There were 24 of them, including a child, 2 teenagers, 3 women and 18 men. They left on a very small riverboat 8 m by 1.5 m. They brought plenty of drinking water but only 10 kilogram of rice because they did not want to draw attention from the guards.
They chose to go to Hong Kong (HK) because from Da Nang it was a shorter distance and safer than going to South East Asia, in term of pirate attacks. Furthermore, they knew that the authorities from China would not return them to Vietnam because after the Vietnam-China conflict in 1979 there was not diplomatic relationship between the two countries.
The whole journey took 9 days and 9 nights. First, they arrived in Macao. They were given food and shelter while their boat was being fixed. Two days later local authority in Macao sent them out and directed them toward HK.
Hours later, they arrived in HK, the police towed our boat into the dockyard. Truong said that the policemen who received his group were hostile. Although Truong did not understand the language, he felt unwelcome by the way the policemen handled him and his group.
They stayed on the dockyard for two days and then were taken to Chi Ma Wan closed-centre in Lantau island. When they left Vietnam, Truong and his group were not aware of the new ‘closed-camp’ policy in HK.
Truong described the camp as about the size of a football field, and at that time it held about 4,000 VBP. The camp had nine huts, a kitchen, a medical clinic, toilets and a basketball court.
At Chi Ma Wan, they stayed in one of the 9 huts that had nothing but rows of three-tier bunk beds. Families with children were assigned the lower bunks, single females were assigned the middle bunks and single males stayed on the top bunks.
Truong and his wife arrived in HK on 22 August with only one set of clothes they were wearing, and they wore the same clothes until October when they received clothes and blankets from the government. Truong described that each time he washed his clothes, he would leave his shirt out to dry but had to wear the wet pants and stayed out in the sun until they dried. He said that it was much more difficult for the women in this situation.
According to Truong, while in Chi Ma Wan, the refugees were managed by the police and the same prison regulations were applied to the refugees. The only differences were they were allowed to go to temple or church and they were given English lessons.

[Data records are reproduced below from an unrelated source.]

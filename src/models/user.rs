//! Requester identity carried by bearer tokens

use serde::{Deserialize, Serialize};
use utoipa::ToSchema;

use crate::error::AppError;

/// Role tag issued by the identity service
#[derive(Debug, Clone, Copy, PartialEq, Eq, Serialize, Deserialize, ToSchema)]
#[serde(rename_all = "lowercase")]
pub enum Role {
    Admin,
    Manager,
    User,
}

impl Role {
    pub fn as_str(&self) -> &'static str {
        match self {
            Role::Admin => "admin",
            Role::Manager => "manager",
            Role::User => "user",
        }
    }
}

impl std::fmt::Display for Role {
    fn fmt(&self, f: &mut std::fmt::Formatter<'_>) -> std::fmt::Result {
        write!(f, "{}", self.as_str())
    }
}

/// Which orders a requester may see
#[derive(Debug, Clone, Copy, PartialEq, Eq)]
pub enum OrderScope {
    All,
    /// Orders on buildings managed by this user
    Manager(i32),
    /// Orders placed by this user
    Owner(i32),
}

/// JWT claims for authenticated users
#[derive(Debug, Clone, Serialize, Deserialize)]
pub struct UserClaims {
    pub sub: String,
    pub user_id: i32,
    pub role: Role,
    pub exp: i64,
    pub iat: i64,
}

impl UserClaims {
    /// Encode the claims as an HS256 token
    pub fn create_token(&self, secret: &str) -> Result<String, jsonwebtoken::errors::Error> {
        use jsonwebtoken::{encode, EncodingKey, Header};
        encode(
            &Header::default(),
            self,
            &EncodingKey::from_secret(secret.as_bytes()),
        )
    }

    /// Parse and verify a token
    pub fn from_token(token: &str, secret: &str) -> Result<Self, jsonwebtoken::errors::Error> {
        use jsonwebtoken::{decode, DecodingKey, Validation};
        let token_data = decode::<Self>(
            token,
            &DecodingKey::from_secret(secret.as_bytes()),
            &Validation::default(),
        )?;
        Ok(token_data.claims)
    }

    pub fn is_admin(&self) -> bool {
        self.role == Role::Admin
    }

    /// Managers and admins may run buildings and the add-on catalog
    pub fn require_manager(&self) -> Result<(), AppError> {
        match self.role {
            Role::Admin | Role::Manager => Ok(()),
            Role::User => Err(AppError::Authorization(
                "Manager privileges required".to_string(),
            )),
        }
    }

    /// Require that the requester manages the building (admins always pass)
    pub fn require_building_owner(&self, manager_id: i32) -> Result<(), AppError> {
        if self.is_admin() || (self.role == Role::Manager && self.user_id == manager_id) {
            Ok(())
        } else {
            Err(AppError::Authorization(
                "Only the building manager may do this".to_string(),
            ))
        }
    }

    pub fn order_scope(&self) -> OrderScope {
        match self.role {
            Role::Admin => OrderScope::All,
            Role::Manager => OrderScope::Manager(self.user_id),
            Role::User => OrderScope::Owner(self.user_id),
        }
    }
}

#[cfg(test)]
mod tests {
    use super::*;

    fn claims(role: Role, user_id: i32) -> UserClaims {
        let now = chrono::Utc::now().timestamp();
        UserClaims {
            sub: format!("user-{}", user_id),
            user_id,
            role,
            exp: now + 3600,
            iat: now,
        }
    }

    #[test]
    fn test_token_round_trip() {
        let c = claims(Role::Manager, 7);
        let token = c.create_token("secret").unwrap();
        let parsed = UserClaims::from_token(&token, "secret").unwrap();
        assert_eq!(parsed.user_id, 7);
        assert_eq!(parsed.role, Role::Manager);
        assert!(UserClaims::from_token(&token, "other-secret").is_err());
    }

    #[test]
    fn test_order_scope() {
        assert_eq!(claims(Role::Admin, 1).order_scope(), OrderScope::All);
        assert_eq!(claims(Role::Manager, 2).order_scope(), OrderScope::Manager(2));
        assert_eq!(claims(Role::User, 3).order_scope(), OrderScope::Owner(3));
    }

    #[test]
    fn test_building_ownership() {
        assert!(claims(Role::Manager, 5).require_building_owner(5).is_ok());
        assert!(claims(Role::Manager, 5).require_building_owner(6).is_err());
        assert!(claims(Role::Admin, 1).require_building_owner(6).is_ok());
        assert!(claims(Role::User, 5).require_building_owner(5).is_err());
        assert!(claims(Role::User, 5).require_manager().is_err());
    }
}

When they first arrived at Chi Ma Wan, Truong got a job at the laundry room where the police uniforms were washed and prepared. Later, he was working as an electrician to fix electrical problem throughout the camp and accommodations of the policemen. Truong said that the payment were insignificant but he was grateful to have something to do. His monthly payment was enough to buy a few packs of cigarettes and some candies for his wife.
Truong recalled there were lots of fights in the camp between North Vietnamese and South Vietnamese. The ratio of the two groups in the camp was about 50:50. Truong explained about the level of the fights, small ones involved two to four people, medium ones involved about 20 to 30 and large ones literally involved everyone. The small fights occurred about every few days, the medium fights about every few weeks and the large ones about every two months. He said, “when we go to the toilets, we never go alone, always a group of twenty to thirty people because if we walk around the camp alone, we could easily be picked on by the Northerners for no particular reasons.
Truong said his worst memory in HK occurred the day after his wife gave birth to their baby girl by cesarean section. A nurse at the public hospital pushed her from behind and told her to walk down stairs with the baby in her arms from the seventh floor, while she was in great pain with blood dripping down her legs. There were elevators but she was not allowed to use them.
Fourteen months later, the Australian Immigration department interviewed Truong and his wife, and at the end of the interview he saw the word ‘Accept’ written on his file. He was very happy. Six months after the interview, they were transferred to a transit camp where they stayed for 2 months to go through health check-up and the departure process. They arrived in Australia on 9 May 1984.
Reflecting on the experience as refugees, there were some individuals who treated them unkindly and looked down on them. However, as a whole, Truong said that the British HK Government’s policy was humanitarian, “I am grateful that the government accepted us, the VBP, gave us shelters and helped us find resettlement.”